For this exercise, transcribe all of the records exactly as given.
··· Dataset records
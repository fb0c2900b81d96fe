//! 可浏览根目录发现：Windows 盘符，POSIX 下的根、家目录与挂载点。

use std::collections::HashSet;
use std::path::{Path, PathBuf};
use tokio::fs;
use tracing::{debug, info};

use super::{Drive, DriveError, PathGuard, RootEntry, display_path, modified_time};

#[cfg(not(windows))]
const MOUNT_DIRS: &[&str] = &["/mnt", "/media"];

impl Drive {
    /// 返回所有可浏览的根目录条目。
    pub async fn roots(&self) -> Result<Vec<RootEntry>, DriveError> {
        let paths = locate_roots(&self.guard).await?;
        let mut entries = Vec::with_capacity(paths.len());
        for path in paths {
            let metadata = match fs::metadata(&path).await {
                Ok(metadata) if metadata.is_dir() => metadata,
                Ok(_) => continue,
                Err(err) => {
                    debug!(path = %path.display(), error = %err, "skipping unreadable root");
                    continue;
                }
            };
            entries.push(RootEntry {
                name: root_name(&path),
                path: display_path(&path),
                kind: "directory",
                size: 0,
                modified: modified_time(&metadata),
            });
        }
        info!(count = entries.len(), "discovered roots");
        Ok(entries)
    }
}

/// Discovers root paths for the current platform, guard-filtered and
/// deduplicated in first-seen order.
pub async fn locate_roots(guard: &PathGuard) -> Result<Vec<PathBuf>, DriveError> {
    let candidates = platform_roots(guard).await?;
    let mut roots = dedup_roots(candidates);
    roots.retain(|root| guard.is_safe(root));
    Ok(roots)
}

#[cfg(not(windows))]
async fn platform_roots(guard: &PathGuard) -> Result<Vec<PathBuf>, DriveError> {
    let mut roots = Vec::new();
    if let Ok(root) = guard.check(Path::new("/")) {
        roots.push(root);
    }
    if let Some(home) = dirs::home_dir()
        && let Ok(home) = guard.check(&home)
    {
        roots.push(home);
    }
    for mount_dir in MOUNT_DIRS {
        roots.extend(scan_mount_dir(guard, Path::new(mount_dir)).await);
    }
    Ok(roots)
}

/// 扫描挂载目录的一级子目录；目录不存在或不可读时返回空。
#[cfg(not(windows))]
async fn scan_mount_dir(guard: &PathGuard, dir: &Path) -> Vec<PathBuf> {
    let mut found = Vec::new();
    let Ok(mut entries) = fs::read_dir(dir).await else {
        return found;
    };
    while let Ok(Some(entry)) = entries.next_entry().await {
        let is_dir = entry
            .file_type()
            .await
            .map(|file_type| file_type.is_dir())
            .unwrap_or(false);
        if !is_dir {
            continue;
        }
        if let Ok(path) = guard.check(&entry.path()) {
            found.push(path);
        }
    }
    found
}

#[cfg(windows)]
async fn platform_roots(guard: &PathGuard) -> Result<Vec<PathBuf>, DriveError> {
    let mut drives = tokio::task::spawn_blocking(logical_drive_strings)
        .await
        .map_err(|err| DriveError::Internal(format!("drive query task failed: {err}")))??;
    if drives.is_empty() {
        drives.push("C:/".to_string());
    }
    debug!(?drives, "logical drives");
    Ok(drives
        .iter()
        .filter_map(|drive| guard.check(Path::new(drive)).ok())
        .collect())
}

#[cfg(windows)]
fn logical_drive_strings() -> Result<Vec<String>, DriveError> {
    use windows::Win32::Storage::FileSystem::GetLogicalDriveStringsW;

    let mut buffer = [0u16; 256];
    let written = unsafe { GetLogicalDriveStringsW(Some(&mut buffer)) } as usize;
    if written == 0 {
        let err = std::io::Error::last_os_error();
        if err.raw_os_error() == Some(0) {
            return Ok(Vec::new());
        }
        return Err(drive_query_error(err));
    }
    if written > buffer.len() {
        return Err(DriveError::Internal(format!(
            "logical drive list needs {written} units, buffer holds {}",
            buffer.len()
        )));
    }
    Ok(parse_drive_strings(&buffer[..written]))
}

#[cfg_attr(not(windows), allow(dead_code))]
fn drive_query_error(err: std::io::Error) -> DriveError {
    DriveError::Internal(format!("failed to query logical drives: {err}"))
}

/// Splits a NUL-separated UTF-16 multi-string into drive roots with
/// forward slashes, e.g. `C:\` becomes `C:/`.
#[cfg_attr(not(windows), allow(dead_code))]
pub(crate) fn parse_drive_strings(buffer: &[u16]) -> Vec<String> {
    buffer
        .split(|unit| *unit == 0)
        .filter(|segment| !segment.is_empty())
        .map(|segment| String::from_utf16_lossy(segment).replace('\\', "/"))
        .filter(|drive| !drive.is_empty())
        .collect()
}

fn dedup_roots(candidates: Vec<PathBuf>) -> Vec<PathBuf> {
    let mut seen = HashSet::new();
    candidates
        .into_iter()
        .filter(|path| seen.insert(display_path(path)))
        .collect()
}

fn root_name(path: &Path) -> String {
    match path.file_name() {
        Some(name) => name.to_string_lossy().into_owned(),
        None => display_path(path),
    }
}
······
Response area ->
repository fb0c2900b81d96fe
//! 可浏览根目录发现：Windows 盘符，POSIX 下的根、家目录与挂载点。

use std::collections::HashSet;
use std::path::{Path, PathBuf};
use tokio::fs;
use tracing::{debug, info};

use super::{Drive, DriveError, PathGuard, RootEntry, display_path, modified_time};

#[cfg(not(windows))]
const MOUNT_DIRS: &[&str] = &["/mnt", "/media"];

impl Drive {
    /// 返回所有可浏览的根目录条目。
    pub async fn roots(&self) -> Result<Vec<RootEntry>, DriveError> {
        let paths = locate_roots(&self.guard).await?;
        let mut entries = Vec::with_capacity(paths.len());
        for path in paths {
            let metadata = match fs::metadata(&path).await {
                Ok(metadata) if metadata.is_dir() => metadata,
                Ok(_) => continue,
                Err(err) => {
                    debug!(path = %path.display(), error = %err, "skipping unreadable root");
                    continue;
                }
            };
            entries.push(RootEntry {
                name: root_name(&path),
                path: display_path(&path),
                kind: "directory",
                size: 0,
                modified: modified_time(&metadata),
            });
        }
        info!(count = entries.len(), "discovered roots");
        Ok(entries)
    }
}

/// Discovers root paths for the current platform, guard-filtered and
/// deduplicated in first-seen order.
pub async fn locate_roots(guard: &PathGuard) -> Result<Vec<PathBuf>, DriveError> {
    let candidates = platform_roots(guard).await?;
    let mut roots = dedup_roots(candidates);
    roots.retain(|root| guard.is_safe(root));
    Ok(roots)
}

#[cfg(not(windows))]
async fn platform_roots(guard: &PathGuard) -> Result<Vec<PathBuf>, DriveError> {
    let mut roots = Vec::new();
    if let Ok(root) = guard.check(Path::new("/")) {
        roots.push(root);
    }
    if let Some(home) = dirs::home_dir()
        && let Ok(home) = guard.check(&home)
    {
        roots.push(home);
    }
    for mount_dir in MOUNT_DIRS {
        roots.extend(scan_mount_dir(guard, Path::new(mount_dir)).await);
    }
    Ok(roots)
}

/// 扫描挂载目录的一级子目录；目录不存在或不可读时返回空。
#[cfg(not(windows))]
async fn scan_mount_dir(guard: &PathGuard, dir: &Path) -> Vec<PathBuf> {
    let mut found = Vec::new();
    let Ok(mut entries) = fs::read_dir(dir).await else {
        return found;
    };
    while let Ok(Some(entry)) = entries.next_entry().await {
        let is_dir = entry
            .file_type()
            .await
            .map(|file_type| file_type.is_dir())
            .unwrap_or(false);
        if !is_dir {
            continue;
        }
        if let Ok(path) = guard.check(&entry.path()) {
            found.push(path);
        }
    }
    found
}

#[cfg(windows)]
async fn platform_roots(guard: &PathGuard) -> Result<Vec<PathBuf>, DriveError> {
    let mut drives = tokio::task::spawn_blocking(logical_drive_strings)
        .await
        .map_err(|err| DriveError::Internal(format!("drive query task failed: {err}")))??;
    if drives.is_empty() {
        drives.push("C:/".to_string());
    }
    debug!(?drives, "logical drives");
    Ok(drives
        .iter()
        .filter_map(|drive| guard.check(Path::new(drive)).ok())
        .collect())
}

#[cfg(windows)]
fn logical_drive_strings() -> Result<Vec<String>, DriveError> {
    use windows::Win32::Storage::FileSystem::GetLogicalDriveStringsW;

    let mut buffer = [0u16; 256];
    let written = unsafe { GetLogicalDriveStringsW(Some(&mut buffer)) } as usize;
    if written == 0 {
        let err = std::io::Error::last_os_error();
        if err.raw_os_error() == Some(0) {
            return Ok(Vec::new());
        }
        return Err(drive_query_error(err));
    }
    if written > buffer.len() {
        return Err(DriveError::Internal(format!(
            "logical drive list needs {written} units, buffer holds {}",
            buffer.len()
        )));
    }
    Ok(parse_drive_strings(&buffer[..written]))
}

#[cfg_attr(not(windows), allow(dead_code))]
fn drive_query_error(err: std::io::Error) -> DriveError {
    DriveError::Internal(format!("failed to query logical drives: {err}"))
}

/// Splits a NUL-separated UTF-16 multi-string into drive roots with
/// forward slashes, e.g. `C:\` becomes `C:/`.
#[cfg_attr(not(windows), allow(dead_code))]
pub(crate) fn parse_drive_strings(buffer: &[u16]) -> Vec<String> {
    buffer
        .split(|unit| *unit == 0)
        .filter(|segment| !segment.is_empty())
        .map(|segment| String::from_utf16_lossy(segment).replace('\\', "/"))
        .filter(|drive| !drive.is_empty())
        .collect()
}

fn dedup_roots(candidates: Vec<PathBuf>) -> Vec<PathBuf> {
    let mut seen = HashSet::new();
    candidates
        .into_iter()
        .filter(|path| seen.insert(display_path(path)))
        .collect()
}

fn root_name(path: &Path) -> String {
    match path.file_name() {
        Some(name) => name.to_string_lossy().into_owned(),
        None => display_path(path),
    }
}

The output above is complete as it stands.